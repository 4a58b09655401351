//! Return aggregation: price sequences to return sequences, and a weighted
//! basket of per-asset returns to one portfolio return sequence.

use chrono::NaiveDate;
use serde::{Deserialize, Serialize};
use std::collections::BTreeMap;

use crate::error::EstimationError;
use crate::series::{PriceFrame, TimeSeries};

/// Name given to the combined portfolio return series.
pub const PORTFOLIO_NAME: &str = "portfolio";

/// Non-negative asset weights, keyed by asset identifier.
#[derive(Debug, Clone, PartialEq, Serialize, Deserialize)]
#[serde(try_from = "BTreeMap<String, f64>", into = "BTreeMap<String, f64>")]
pub struct Weights(BTreeMap<String, f64>);

impl Weights {
    /// Validate that every weight is finite and non-negative.
    pub fn new(weights: BTreeMap<String, f64>) -> Result<Self, EstimationError> {
        if weights.is_empty() {
            return Err(EstimationError::EmptyInput("weights"));
        }
        if let Some((asset, w)) = weights.iter().find(|(_, w)| !w.is_finite() || **w < 0.0) {
            return Err(EstimationError::invalid(
                "weights",
                format!("weight for '{asset}' must be finite and non-negative, got {w}"),
            ));
        }
        Ok(Self(weights))
    }

    /// Equal weights over `assets`.
    pub fn equal<S: AsRef<str>>(assets: &[S]) -> Result<Self, EstimationError> {
        let w = 1.0 / assets.len().max(1) as f64;
        Self::new(
            assets
                .iter()
                .map(|a| (a.as_ref().to_string(), w))
                .collect(),
        )
    }

    pub fn get(&self, asset: &str) -> Option<f64> {
        self.0.get(asset).copied()
    }

    pub fn assets(&self) -> Vec<String> {
        self.0.keys().cloned().collect()
    }

    pub fn iter(&self) -> impl Iterator<Item = (&str, f64)> {
        self.0.iter().map(|(k, &v)| (k.as_str(), v))
    }

    pub fn len(&self) -> usize {
        self.0.len()
    }

    pub fn is_empty(&self) -> bool {
        self.0.is_empty()
    }

    pub fn total(&self) -> f64 {
        self.0.values().sum()
    }

    /// Drop assets that fail `available`, then rescale the rest to sum to 1.
    pub fn restricted_to(
        &self,
        available: impl Fn(&str) -> bool,
    ) -> Result<Self, EstimationError> {
        let kept: BTreeMap<String, f64> = self
            .0
            .iter()
            .filter(|(asset, _)| available(asset))
            .map(|(asset, &w)| (asset.clone(), w))
            .collect();
        if kept.is_empty() {
            return Err(EstimationError::EmptyInput("weights after restriction"));
        }
        let total: f64 = kept.values().sum();
        if total <= 0.0 {
            return Err(EstimationError::DegenerateWeights);
        }
        Ok(Self(
            kept.into_iter().map(|(asset, w)| (asset, w / total)).collect(),
        ))
    }
}

impl TryFrom<BTreeMap<String, f64>> for Weights {
    type Error = EstimationError;

    fn try_from(map: BTreeMap<String, f64>) -> Result<Self, Self::Error> {
        Self::new(map)
    }
}

impl From<Weights> for BTreeMap<String, f64> {
    fn from(weights: Weights) -> Self {
        weights.0
    }
}

/// A portfolio return series plus the renormalized weights that produced it.
#[derive(Debug, Clone, Serialize)]
pub struct PortfolioReturns {
    pub series: TimeSeries,
    pub weights_used: Weights,
}

/// Period-over-period fractional change of one price series.
///
/// The output starts at the second price date; the first timestamp has no
/// return. A missing price on either side yields `NaN` for that period.
pub fn simple_returns(prices: &TimeSeries) -> Result<TimeSeries, EstimationError> {
    if prices.len() < 2 {
        return Err(EstimationError::InsufficientData {
            required: 2,
            actual: prices.len(),
        });
    }
    let values = pct_change(prices.values());
    Ok(TimeSeries::derived(
        prices.name(),
        prices.dates()[1..].to_vec(),
        values,
    ))
}

/// Per-asset returns over the shared index.
///
/// Only rows where every asset is undefined are dropped (always the leading
/// row). Rows with partial gaps are kept; they are resolved at the portfolio
/// combination step.
pub fn returns(prices: &PriceFrame) -> Result<PriceFrame, EstimationError> {
    if prices.n_assets() == 0 {
        return Err(EstimationError::EmptyInput("price frame has no assets"));
    }
    if prices.len() < 2 {
        return Err(EstimationError::InsufficientData {
            required: 2,
            actual: prices.len(),
        });
    }

    let changed: BTreeMap<String, Vec<f64>> = prices
        .columns()
        .map(|(asset, values)| (asset.to_string(), pct_change(values)))
        .collect();

    let keep: Vec<usize> = (0..prices.len() - 1)
        .filter(|&row| changed.values().any(|col| !col[row].is_nan()))
        .collect();

    let dates: Vec<NaiveDate> = keep.iter().map(|&row| prices.dates()[row + 1]).collect();
    let columns: BTreeMap<String, Vec<f64>> = changed
        .into_iter()
        .map(|(asset, col)| {
            let kept = keep.iter().map(|&row| col[row]).collect::<Vec<f64>>();
            (asset, kept)
        })
        .collect();

    Ok(PriceFrame::new(dates, columns)?)
}

/// Weighted portfolio return per timestamp.
///
/// Weights are restricted to assets present in `returns` and renormalized to
/// sum to 1. Fails loudly when no weighted asset is present. Rows where any
/// positively weighted asset is undefined are dropped.
pub fn portfolio_returns(
    returns: &PriceFrame,
    weights: &Weights,
) -> Result<PortfolioReturns, EstimationError> {
    let no_overlap = || EstimationError::NoOverlap {
        assets: returns.asset_names(),
        weights: weights.assets(),
    };
    if !weights.iter().any(|(asset, _)| returns.column(asset).is_some()) {
        return Err(no_overlap());
    }
    let weights_used = weights.restricted_to(|asset| returns.column(asset).is_some())?;

    let legs: Vec<(&[f64], f64)> = weights_used
        .iter()
        .filter(|&(_, w)| w > 0.0)
        .filter_map(|(asset, w)| returns.column(asset).map(|col| (col, w)))
        .collect();

    let (dates, values): (Vec<NaiveDate>, Vec<f64>) = returns
        .dates()
        .iter()
        .enumerate()
        .map(|(row, &date)| {
            let r = legs.iter().map(|(col, w)| col[row] * w).sum::<f64>();
            (date, r)
        })
        .filter(|(_, r)| !r.is_nan())
        .unzip();

    Ok(PortfolioReturns {
        series: TimeSeries::derived(PORTFOLIO_NAME, dates, values),
        weights_used,
    })
}

fn pct_change(values: &[f64]) -> Vec<f64> {
    values.windows(2).map(|w| w[1] / w[0] - 1.0).collect()
}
────────────────────────────────────────
Your reply is to repeat, unchanged, the lines above running from the one with "Ok(PriceFrame::new(dates, columns)?)" up to and including the one with "return Err(no_overlap());".

Finished exercise
    Ok(PriceFrame::new(dates, columns)?)
}

/// Weighted portfolio return per timestamp.
///
/// Weights are restricted to assets present in `returns` and renormalized to
/// sum to 1. Fails loudly when no weighted asset is present. Rows where any
/// positively weighted asset is undefined are dropped.
pub fn portfolio_returns(
    returns: &PriceFrame,
    weights: &Weights,
) -> Result<PortfolioReturns, EstimationError> {
    let no_overlap = || EstimationError::NoOverlap {
        assets: returns.asset_names(),
        weights: weights.assets(),
    };
    if !weights.iter().any(|(asset, _)| returns.column(asset).is_some()) {
        return Err(no_overlap());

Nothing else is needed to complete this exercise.